Niente di “troppo nuovo” sotto il sole, verrebbe da commentare guardando al quadro attuale della chirurgia orale per quanto riguarda le procedure più comuni quali per esempio la chirurgia estrattiva di denti inclusi, l’asportazione di cisti dei mascellari o di neoformazioni dei tessuti duri e molli del cavo orale.
Eppure, se si adotta una prospettiva più lunga e si considera quanto si è fatto negli ultimi anni, i progressi sono stati notevoli, soprattutto per quanto riguarda lo strumentario chirurgico, l’implantologia, le tecniche ricostruttive, e l’estetica.
Ne parliamo con Matteo Chiapasco, autore del volume Chirurgia orale, ricercatore universitario e docente di chirurgia orale sia nel corso di laurea in Odontoiatria e protesi dentaria sia nelle scuole di specializzazione di chirurgia orale e maxillo-facciale dell’Università degli Studi di Milano, nonché responsabile dell’Unità di chirurgia orale della Clinica odontoiatrica dell’Azienda ospedaliera San Paolo - Università di Milano.
Dottor Chiapasco, ci può dare un quadro delle novità nell’ambito della chirurgia orale?
Attualmente si assiste a un continuo affinamento dello strumentario di base e all’introduzione di nuove apparecchiature quali per esempio gli strumenti piezoelettrici o gli strumenti a ultrasuoni per la chirurgia endodontica, ma effettivamente grandi novità dal punto di vista tecnico non ce ne sono.
In ambito più propriamente implantologico è in atto invece una rapida evoluzione sia dei materiali, sia delle varie componentistiche, sia dei protocolli di terapia.
Può dirci qualcosa di più sui materiali implantologici?
Certamente. Possiamo dire che l'evoluzione è cominciata dapprima con lo studio della froma dell'impianto, cioè della macrostruttura, sotto forma di viti lisce o filettate di titanio commercialmente puro (i cosidetti impianti osteointegrati). Da qualche tempo si è passati allo studio della microstruttura della superficie implantare, fino ad arrivare allo studio della nanostruttura, per mettere a punto nuovi tipi di preparazione delle superfici. L'obiettivo è migliorare la qualità dell'integrazione dell'impianto nell'osso e, di conseguenza, i tempi, che dovrebbero diventare più rapidi. Questo discorso riguarda soprattutto il titanio, che è il materiale dominante. Poi c'è un interesse crescente per gli impianti che impiegano zirconia e , più in generale, i nuovi materiali ceramici.
E in termini pratici, come si è tradotto questo processo evolutivo?
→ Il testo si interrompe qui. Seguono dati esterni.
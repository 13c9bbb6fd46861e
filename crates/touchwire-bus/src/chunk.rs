/// Number of bus transactions needed to move `remaining` bytes in chunks of
/// `chunk_space` usable bytes each.
///
/// Always at least 1: a logical transfer with nothing left still performs
/// one transaction so the device sees the access. A `chunk_space` of zero
/// means the transport is unbounded and everything fits in one chunk.
pub fn chunk_count(remaining: usize, chunk_space: usize) -> usize {
    if remaining == 0 || chunk_space == 0 {
        return 1;
    }
    remaining.div_ceil(chunk_space)
}
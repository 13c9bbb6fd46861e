//! Command writes and the response wait.
//!
//! A command travels as one or more chunks: the first carries the command
//! code and a 16-bit payload length, continuation chunks re-prefix the
//! stream with CMD_CONTINUE_WRITE. The two length bytes count against the
//! payload stream, which is why continuation offsets run two bytes behind
//! the chunk grid.

use std::mem;
use std::sync::atomic::Ordering;
use std::sync::PoisonError;
use std::thread;
use std::time::Duration;

use touchwire_bus::{chunk_count, Bus};
use touchwire_message::codes::{
    CMD_CONTINUE_WRITE, CMD_NONE, CMD_RESET, CMD_ROMBOOT_DOWNLOAD, STATUS_INVALID, STATUS_OK,
};
use tracing::{debug, error, trace};

use crate::config::ROMBOOT_DOWNLOAD_UNIT;
use crate::engine::{lock, CommandStatus, Engine};
use crate::error::{CoreError, Result};

/// A completed command: the device's response code and its payload.
#[derive(Debug, Clone)]
pub struct CommandResponse {
    /// Response code the device returned.
    pub status: u8,
    pub payload: Vec<u8>,
}

impl<B: Bus> Engine<B> {
    /// Issue `command` and block until its response arrives.
    ///
    /// Exactly one command is in flight at a time; concurrent callers
    /// queue on the command mutex. `poll_delay` schedules an attention
    /// poll for buses without an attention line; pass `None` when the
    /// reader is driven externally.
    pub fn write_message(
        &self,
        command: u8,
        payload: &[u8],
        poll_delay: Option<Duration>,
    ) -> Result<CommandResponse> {
        self.check_reader_context()?;
        if payload.len() > u16::MAX as usize {
            return Err(CoreError::PayloadTooLarge {
                size: payload.len(),
                max: u16::MAX as usize,
            });
        }

        let _command_guard = lock(&self.command_mutex);

        // A reset of a host-download device completes by re-downloading
        // firmware, not by responding.
        let is_hdl_reset = command == CMD_RESET && self.host_download_capable;

        if let (Some(poll), Some(_)) = (&self.poll, poll_delay) {
            poll.cancel();
        }

        debug!(command, length = payload.len(), "issuing command");

        {
            // Arming and the write share one bus critical section: a
            // reader mid-message finishes dispatching before the slot
            // turns busy, so its response can never pair with a command
            // the device has not seen yet.
            let mut bus = lock(&self.bus);
            {
                let mut state = lock(&self.command.state);
                state.status = CommandStatus::Busy;
                state.command = command;
                state.response_code = STATUS_INVALID;
                state.completed = false;
            }
            lock(&self.response).data.clear();

            if let Err(err) = self.write_message_locked(&mut bus, command, payload) {
                error!(command, "failed to write command: {err}");
                self.finish_command();
                return Err(err);
            }
        }

        if is_hdl_reset {
            self.finish_command();
            return Ok(CommandResponse {
                status: STATUS_INVALID,
                payload: Vec::new(),
            });
        }

        if let (Some(poll), Some(delay)) = (&self.poll, poll_delay) {
            poll.schedule(delay);
        }

        let result = self.wait_for_completion(command);
        self.finish_command();
        result
    }

    /// Write a pre-framed byte stream, chunked but without the length
    /// prefix of a command. The device interprets the stream as is; used
    /// for firmware download payloads.
    pub fn write_raw(&self, command: u8, data: &[u8]) -> Result<()> {
        let _command_guard = lock(&self.command_mutex);
        let mut bus = lock(&self.bus);

        let mut remaining = data.len();
        let chunk_space = match self.wr_chunk_size.load(Ordering::Relaxed) {
            0 => remaining,
            wr => wr - 1,
        };
        let chunks = chunk_count(remaining, chunk_space);
        trace!(command, chunks, "writing raw stream");

        let mut outbound = lock(&self.outbound);
        for idx in 0..chunks {
            let xfer = remaining.min(chunk_space);
            outbound.ensure(xfer + 1);
            let out = outbound.as_mut_slice();

            if idx == 0 {
                out[0] = command;
                out[1..xfer + 1].copy_from_slice(&data[..xfer]);
            } else {
                out[0] = CMD_CONTINUE_WRITE;
                let start = idx * chunk_space;
                out[1..xfer + 1].copy_from_slice(&data[start..start + xfer]);
            }

            bus.write_chunk(&out[..xfer + 1])?;
            remaining -= xfer;
        }
        Ok(())
    }

    fn write_message_locked(&self, bus: &mut B, command: u8, payload: &[u8]) -> Result<()> {
        // The two length bytes travel as part of the payload stream.
        let mut remaining = payload.len() + 2;

        let chunk_space = if command == CMD_ROMBOOT_DOWNLOAD {
            self.host_download_chunk_space(remaining)
        } else {
            match self.wr_chunk_size.load(Ordering::Relaxed) {
                0 => remaining,
                // The first chunk must carry the command code and both
                // length bytes.
                wr => wr.max(3) - 1,
            }
        };

        let chunks = chunk_count(remaining, chunk_space);
        trace!(command, chunks, "writing message");

        let length = payload.len();
        let mut outbound = lock(&self.outbound);
        for idx in 0..chunks {
            let xfer = remaining.min(chunk_space);
            outbound.ensure(xfer + 1);
            let out = outbound.as_mut_slice();

            if idx == 0 {
                out[0] = command;
                out[1] = length as u8;
                out[2] = (length >> 8) as u8;
                if xfer > 2 {
                    out[3..xfer + 1].copy_from_slice(&payload[..xfer - 2]);
                }
            } else {
                out[0] = CMD_CONTINUE_WRITE;
                let start = idx * chunk_space - 2;
                out[1..xfer + 1].copy_from_slice(&payload[start..start + xfer]);
            }

            bus.write_chunk(&out[..xfer + 1])?;

            remaining -= xfer;
            if chunks > 1 {
                thread::sleep(self.config.write_chunk_delay);
            }
        }
        Ok(())
    }

    /// Chunk space for firmware download writes, aligned down to the
    /// download unit the rom bootloader requires.
    fn host_download_chunk_space(&self, remaining: usize) -> usize {
        match self.config.hdl_wr_chunk_size {
            0 => remaining,
            hdl => {
                let space = hdl - 1;
                space - (space % ROMBOOT_DOWNLOAD_UNIT)
            }
        }
    }

    fn wait_for_completion(&self, command: u8) -> Result<CommandResponse> {
        let state = lock(&self.command.state);
        let (state, _timed_out) = self
            .command
            .done
            .wait_timeout_while(state, self.config.response_timeout, |state| !state.completed)
            .unwrap_or_else(PoisonError::into_inner);

        if !state.completed {
            error!(
                command,
                timeout = ?self.config.response_timeout,
                "timed out waiting for response"
            );
            return Err(CoreError::Timeout {
                command,
                timeout: self.config.response_timeout,
            });
        }

        if state.status != CommandStatus::Idle {
            return Err(CoreError::Aborted { command });
        }

        if state.response_code != STATUS_OK {
            let code = state.response_code;
            drop(state);
            error!(command, code, "command failed");
            return Err(CoreError::ErrorStatus { command, code });
        }

        let status = state.response_code;
        drop(state);
        let payload = mem::take(&mut lock(&self.response).data);
        Ok(CommandResponse { status, payload })
    }

    /// Release the command slot. Runs on every exit path of a write.
    fn finish_command(&self) {
        let mut state = lock(&self.command.state);
        state.status = CommandStatus::Idle;
        state.command = CMD_NONE;
    }

    fn check_reader_context(&self) -> Result<()> {
        if self.config.polling {
            return Ok(());
        }
        if let Some(reader) = *lock(&self.reader_thread) {
            if reader == thread::current().id() {
                error!("blocking command issued from the reader context");
                return Err(CoreError::ReaderContext);
            }
        }
        Ok(())
    }
}
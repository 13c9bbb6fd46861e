/// Grow-only byte buffer backing the message paths.
///
/// Capacity never shrinks while the engine runs, so repeated large
/// messages settle into a steady state with no reallocation. Callers
/// address only bytes below the high-water mark; `ensure` first.
#[derive(Debug, Default)]
pub struct MessageBuffer {
    buf: Vec<u8>,
}

impl MessageBuffer {
    /// Create an empty buffer.
    pub fn new() -> Self {
        Self { buf: Vec::new() }
    }

    /// Grow so at least `len` bytes are addressable. New bytes are zero;
    /// existing bytes are untouched.
    pub fn ensure(&mut self, len: usize) {
        if self.buf.len() < len {
            self.buf.resize(len, 0);
        }
    }

    /// Addressable length (the high-water mark, not a message length).
    pub fn len(&self) -> usize {
        self.buf.len()
    }

    /// True before the first `ensure`.
    pub fn is_empty(&self) -> bool {
        self.buf.is_empty()
    }

    /// View of the addressable bytes.
    pub fn as_slice(&self) -> &[u8] {
        &self.buf
    }

    /// Mutable view of the addressable bytes.
    pub fn as_mut_slice(&mut self) -> &mut [u8] {
        &mut self.buf
    }
}

#[cfg(test)]
mod tests {
    use super::*;

    #[test]
    fn test_grows_and_zero_fills() {
        let mut buf = MessageBuffer::new();
        assert!(buf.is_empty());
        buf.ensure(8);
        assert_eq!(buf.len(), 8);
        assert_eq!(buf.as_slice(), &[0u8; 8]);
    }

    #[test]
    fn test_never_shrinks() {
        let mut buf = MessageBuffer::new();
        buf.ensure(16);
        buf.as_mut_slice()[15] = 0xAB;
        buf.ensure(4);
        assert_eq!(buf.len(), 16);
        assert_eq!(buf.as_slice()[15], 0xAB);
    }

    #[test]
    fn test_growth_keeps_existing_bytes() {
        let mut buf = MessageBuffer::new();
        buf.ensure(4);
        buf.as_mut_slice().copy_from_slice(&[1, 2, 3, 4]);
        buf.ensure(6);
        assert_eq!(buf.as_slice(), &[1, 2, 3, 4, 0, 0]);
    }
}
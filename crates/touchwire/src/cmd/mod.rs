use clap::{Args, Subcommand};

use crate::exit::CliResult;
use crate::output::OutputFormat;

pub mod exercise;
pub mod identify;
pub mod monitor;
pub mod version;

#[derive(Subcommand, Debug)]
pub enum Command {
    /// Bring the engine up against the simulated device and print what
    /// it identified.
    Identify(IdentifyArgs),
    /// Pump the attention line and print reports as they arrive.
    Monitor(MonitorArgs),
    /// Sweep chunk-size combinations against the simulated device.
    Exercise(ExerciseArgs),
    /// Show version information.
    Version(VersionArgs),
}

pub fn run(command: Command, format: OutputFormat) -> CliResult<i32> {
    match command {
        Command::Identify(args) => identify::run(args, format),
        Command::Monitor(args) => monitor::run(args, format),
        Command::Exercise(args) => exercise::run(args, format),
        Command::Version(args) => version::run(args),
    }
}

#[derive(Args, Debug)]
pub struct IdentifyArgs {
    /// Largest single bus read, in bytes. Zero disables chunking.
    #[arg(long, default_value = "0")]
    pub rd_chunk: usize,
    /// Largest single bus write, in bytes. Zero disables chunking.
    #[arg(long, default_value = "0")]
    pub wr_chunk: usize,
    /// Write cap the simulated device advertises in its identification.
    #[arg(long, default_value = "256")]
    pub max_write: u16,
}

#[derive(Args, Debug)]
pub struct MonitorArgs {
    /// Number of reports the simulator scripts before stopping.
    #[arg(long, default_value = "5")]
    pub reports: usize,
    /// Pause between scripted reports, in milliseconds.
    #[arg(long, default_value = "50")]
    pub interval_ms: u64,
    /// Largest single bus read, in bytes. Zero disables chunking.
    #[arg(long, default_value = "0")]
    pub rd_chunk: usize,
}

#[derive(Args, Debug)]
pub struct ExerciseArgs {
    /// Largest report payload in the sweep.
    #[arg(long, default_value = "256")]
    pub payload_max: usize,
}

#[derive(Args, Debug)]
pub struct VersionArgs {
    /// Show extended build provenance.
    #[arg(long)]
    pub extended: bool,
}
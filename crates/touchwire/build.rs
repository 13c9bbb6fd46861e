fn main() {
    if let Ok(target) = std::env::var("TARGET") {
        println!("cargo:rustc-env=TOUCHWIRE_BUILD_TARGET={target}");
    }
    println!("cargo:rerun-if-env-changed=TARGET");
}
/// Errors that can occur in a single bus transaction.
#[derive(Debug, thiserror::Error)]
pub enum BusError {
    /// An I/O error occurred on the underlying transport.
    #[error("bus I/O error: {0}")]
    Io(#[from] std::io::Error),

    /// The device side of the bus went away mid-transaction.
    #[error("bus device detached")]
    Detached,
}

pub type Result<T> = std::result::Result<T, BusError>;
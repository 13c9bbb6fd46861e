use std::time::Duration;

/// Default bound on a buffered response payload.
pub const DEFAULT_MAX_RESPONSE: usize = 64 * 1024;

/// Granularity of host-download write chunks. Image blocks must stay
/// aligned to the device's flash write unit.
pub const ROMBOOT_DOWNLOAD_UNIT: usize = 16;

/// Tunable parameters of the message engine.
///
/// Chunk sizes bound a single bus transaction; zero disables chunking
/// entirely. All timing values default to what the device family
/// specifies.
#[derive(Debug, Clone)]
pub struct EngineConfig {
    /// Largest single bus read, in bytes. Zero means unbounded.
    pub rd_chunk_size: usize,
    /// Largest single bus write, in bytes. Zero means unbounded. The
    /// effective value shrinks to what the device's identification
    /// advertises.
    pub wr_chunk_size: usize,
    /// Write chunk bound while streaming a host-download image block.
    pub hdl_wr_chunk_size: usize,
    /// How long a command waits for its paired response.
    pub response_timeout: Duration,
    /// Backoff before retrying a failed or out-of-sync first chunk.
    pub read_retry_backoff: Duration,
    /// Settle time after each chunk of a split command write.
    pub write_chunk_delay: Duration,
    /// Settle time granted to a firmware mode switch.
    pub mode_switch_delay: Duration,
    /// Poll period while the application reports BOOTING or UPDATING.
    pub app_status_poll_period: Duration,
    /// Bound on the BOOTING/UPDATING poll loop.
    pub app_status_poll_timeout: Duration,
    /// Delayed poll scheduled after a reset command.
    pub reset_delay: Duration,
    /// Bound on a buffered response payload; larger responses fail the
    /// command.
    pub max_response_size: usize,
    /// Reads are driven by polling instead of an attention line; the
    /// reader-context guard is waived.
    pub polling: bool,
}

impl Default for EngineConfig {
    fn default() -> Self {
        Self {
            rd_chunk_size: 0,
            wr_chunk_size: 0,
            hdl_wr_chunk_size: 0,
            response_timeout: Duration::from_millis(3000),
            read_retry_backoff: Duration::from_millis(5),
            write_chunk_delay: Duration::from_micros(500),
            mode_switch_delay: Duration::from_millis(100),
            app_status_poll_period: Duration::from_millis(100),
            app_status_poll_timeout: Duration::from_millis(1000),
            reset_delay: Duration::from_millis(50),
            max_response_size: DEFAULT_MAX_RESPONSE,
            polling: false,
        }
    }
}

impl EngineConfig {
    /// Set the read and write chunk sizes.
    pub fn with_chunk_sizes(mut self, rd: usize, wr: usize) -> Self {
        self.rd_chunk_size = rd;
        self.wr_chunk_size = wr;
        self
    }

    /// Set the response timeout.
    pub fn with_response_timeout(mut self, timeout: Duration) -> Self {
        self.response_timeout = timeout;
        self
    }

    /// Drive reads by polling instead of an attention line.
    pub fn with_polling(mut self, polling: bool) -> Self {
        self.polling = polling;
        self
    }
}
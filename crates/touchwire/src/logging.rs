//! Diagnostics go to stderr so protocol traffic never mixes with the
//! table or JSON output on stdout.

use clap::ValueEnum;
use tracing_subscriber::EnvFilter;

#[derive(Copy, Clone, Debug, ValueEnum)]
pub enum LogFormat {
    Text,
    Json,
}

#[derive(Copy, Clone, Debug, ValueEnum)]
pub enum LogLevel {
    Off,
    Error,
    Warn,
    Info,
    Debug,
    Trace,
}

impl LogLevel {
    fn directive(self) -> &'static str {
        match self {
            LogLevel::Off => "off",
            LogLevel::Error => "error",
            LogLevel::Warn => "warn",
            LogLevel::Info => "info",
            LogLevel::Debug => "debug",
            LogLevel::Trace => "trace",
        }
    }
}

/// The flag level applies to the touchwire crates only; everything else
/// stays at `warn` unless `RUST_LOG` overrides the whole filter.
fn default_filter(level: LogLevel) -> String {
    let lvl = level.directive();
    format!(
        "warn,touchwire={lvl},touchwire_core={lvl},touchwire_bus={lvl},\
         touchwire_message={lvl},touchwire_sim={lvl}"
    )
}

pub fn init_logging(format: LogFormat, level: LogLevel) {
    let filter = EnvFilter::try_from_default_env()
        .unwrap_or_else(|_| EnvFilter::new(default_filter(level)));

    let builder = tracing_subscriber::fmt()
        .with_writer(std::io::stderr)
        .with_env_filter(filter)
        .with_ansi(false);

    match format {
        LogFormat::Text => {
            let _ = builder.try_init();
        }
        LogFormat::Json => {
            let _ = builder.json().try_init();
        }
    }
}

#[cfg(test)]
mod tests {
    use super::*;

    #[test]
    fn default_filter_scopes_flag_level_to_touchwire_crates() {
        let filter = default_filter(LogLevel::Trace);
        assert!(filter.starts_with("warn,"));
        assert!(filter.contains("touchwire_core=trace"));
        assert!(filter.contains("touchwire_sim=trace"));
        // The filter parses as env-filter directives.
        assert!(EnvFilter::try_new(&filter).is_ok());
    }

    #[test]
    fn off_silences_touchwire_without_touching_the_rest() {
        let filter = default_filter(LogLevel::Off);
        assert!(filter.starts_with("warn,"));
        assert!(filter.contains("touchwire=off"));
    }
}
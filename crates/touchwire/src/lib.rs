//! Chunked command-response protocol engine for touch controllers.
//!
//! touchwire speaks the framed message protocol of TCM-style touch
//! controllers over a chunk-constrained byte bus: commands go out with a
//! continuation prefix, responses and asynchronous reports come back as
//! marker-framed messages reassembled across continued reads.
//!
//! # Crate Structure
//!
//! - [`bus`] — Bus transaction seam and chunk arithmetic
//! - [`message`] — Wire framing, protocol codes, info structures
//! - [`engine`] — Message engine: command driver, read path, report
//!   routing (behind `engine` feature)
//! - [`sim`] — In-process simulated controller (behind `sim` feature)

/// Re-export bus types.
pub mod bus {
    pub use touchwire_bus::*;
}

/// Re-export message types.
pub mod message {
    pub use touchwire_message::*;
}

/// Re-export engine types (requires `engine` feature).
#[cfg(feature = "engine")]
pub mod engine {
    pub use touchwire_core::*;
}

/// Re-export simulator types (requires `sim` feature).
#[cfg(feature = "sim")]
pub mod sim {
    pub use touchwire_sim::*;
}
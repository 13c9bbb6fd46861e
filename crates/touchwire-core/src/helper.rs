//! Single-slot deferred work.
//!
//! Dispatch runs on the reader thread and must never block on a command
//! of its own, so follow-up work that needs the command driver is parked
//! in a one-deep slot and serviced by a worker outside the read path.

use std::sync::atomic::{AtomicU8, Ordering};

use touchwire_bus::Bus;
use touchwire_message::codes::REPORT_ROMBOOT_HOST_DOWNLOAD;
use tracing::{debug, error};

use crate::dispatch::Report;
use crate::engine::{lock, Engine};
use crate::error::Result;

/// Deferred tasks the dispatch engine can request.
#[derive(Debug, Clone, Copy, PartialEq, Eq)]
#[repr(u8)]
pub enum HelperTask {
    /// Switch the device back into the application firmware.
    RunApplicationFirmware = 1,
    /// Re-identify and tell every consumer the device was reinitialized.
    SendReinitNotification = 2,
    /// Reinitialize the touch fast path after an unexpected identify.
    TouchReinit = 3,
    /// Kick off a romboot host download.
    SendRombootHostDownload = 4,
}

impl HelperTask {
    fn from_raw(raw: u8) -> Option<Self> {
        match raw {
            1 => Some(HelperTask::RunApplicationFirmware),
            2 => Some(HelperTask::SendReinitNotification),
            3 => Some(HelperTask::TouchReinit),
            4 => Some(HelperTask::SendRombootHostDownload),
            _ => None,
        }
    }
}

/// One-deep task slot. A request while the slot is occupied is refused
/// rather than queued.
#[derive(Debug, Default)]
pub struct HelperSlot {
    task: AtomicU8,
}

impl HelperSlot {
    pub(crate) fn new() -> Self {
        Self {
            task: AtomicU8::new(0),
        }
    }

    /// Park a task. Returns false if the slot already holds one.
    pub fn request(&self, task: HelperTask) -> bool {
        self.task
            .compare_exchange(0, task as u8, Ordering::AcqRel, Ordering::Acquire)
            .is_ok()
    }

    /// Take the parked task, freeing the slot.
    pub fn take(&self) -> Option<HelperTask> {
        HelperTask::from_raw(self.task.swap(0, Ordering::AcqRel))
    }

    /// True if no task is parked.
    pub fn is_idle(&self) -> bool {
        self.task.load(Ordering::Acquire) == 0
    }
}

impl<B: Bus> Engine<B> {
    /// Park a helper task. Returns false if one is already pending.
    pub fn request_helper_task(&self, task: HelperTask) -> bool {
        self.helper.request(task)
    }

    /// Take the pending helper task without running it.
    pub fn take_helper_task(&self) -> Option<HelperTask> {
        self.helper.take()
    }

    /// Run the pending helper task, if any. Returns the task that ran.
    ///
    /// Call this from a worker thread whenever dispatch may have parked
    /// work; never from the reader thread itself.
    pub fn service_helper_task(&self) -> Result<Option<HelperTask>> {
        let Some(task) = self.helper.take() else {
            return Ok(None);
        };
        debug!(task = ?task, "servicing helper task");
        let result = match task {
            HelperTask::RunApplicationFirmware => {
                let _reset_guard = lock(&self.reset_mutex);
                self.run_application_firmware()
            }
            HelperTask::SendReinitNotification => self.notify_reinit(),
            HelperTask::TouchReinit => {
                self.touch_reinit();
                Ok(())
            }
            HelperTask::SendRombootHostDownload => {
                self.announce_host_download();
                Ok(())
            }
        };
        if let Err(err) = &result {
            error!(task = ?task, "helper task failed: {err}");
        }
        result.map(|_| Some(task))
    }

    fn notify_reinit(&self) -> Result<()> {
        let _reset_guard = lock(&self.reset_mutex);
        self.identify()?;
        self.touch_reinit();
        for consumer in &self.consumers {
            consumer.reinit();
        }
        Ok(())
    }

    fn touch_reinit(&self) {
        if let Some(touch) = &self.touch_handler {
            touch.reinit();
        }
    }

    // The downloader reacts to a bare checkpoint report; there is no
    // payload to carry.
    fn announce_host_download(&self) {
        let report = Report {
            id: REPORT_ROMBOOT_HOST_DOWNLOAD,
            payload: &[],
        };
        for consumer in &self.consumers {
            consumer.handle_report(report);
        }
    }
}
Uno dei grandi cambiamenti avvenuti negli ultimi dieci anni riguarda i tempi di utilizzo degli impianti, cioè dei tempi di carico protesico. Dallo schema originale proposto dai fondatori dell'implantologia moderna, Branemark e Schroeder, che prescrivevano di aspettare dai tre ai sei mesi prima di utlizzare gli impianti, si è passati allo schema attuale che prevede la possibilità di una protesizzazione o di un carico reale immediato.
Per quanto riguarda le tecniche di ricostruzione? Qui il progresso è stato enorme...
In effetti è proprio così. L'altra grande novità di questi ultimi anni riguarda il fatto che fino ad alcuni anni fa si facevano impianti solo quando c'era una quantità di osso della mandibola e del mascellare sufficiente a ricevere impianti osetointegrati di adeguate dimensioni. Adesso si utilizzano impianti in associazione a tecniche ricostruttive molto sofisticate che consentono di riabilitare pazienti con pochissimo osso rimasto a causa del suo riassorbimento e pazienti con malfromazioni congenite, o con esiti di traumi o di tumori facciali. In tutti questi casi con tecniche come la rigenerazione ossea guidata, la distrazione osteogenetica, l'espansione dei mascellari sottili, gli innesti di osso prelevati dallo stesso paziente, è possibile ricreare condizioni favorevoli all'inserimento di impianti dove prima non era assolutamente possibile.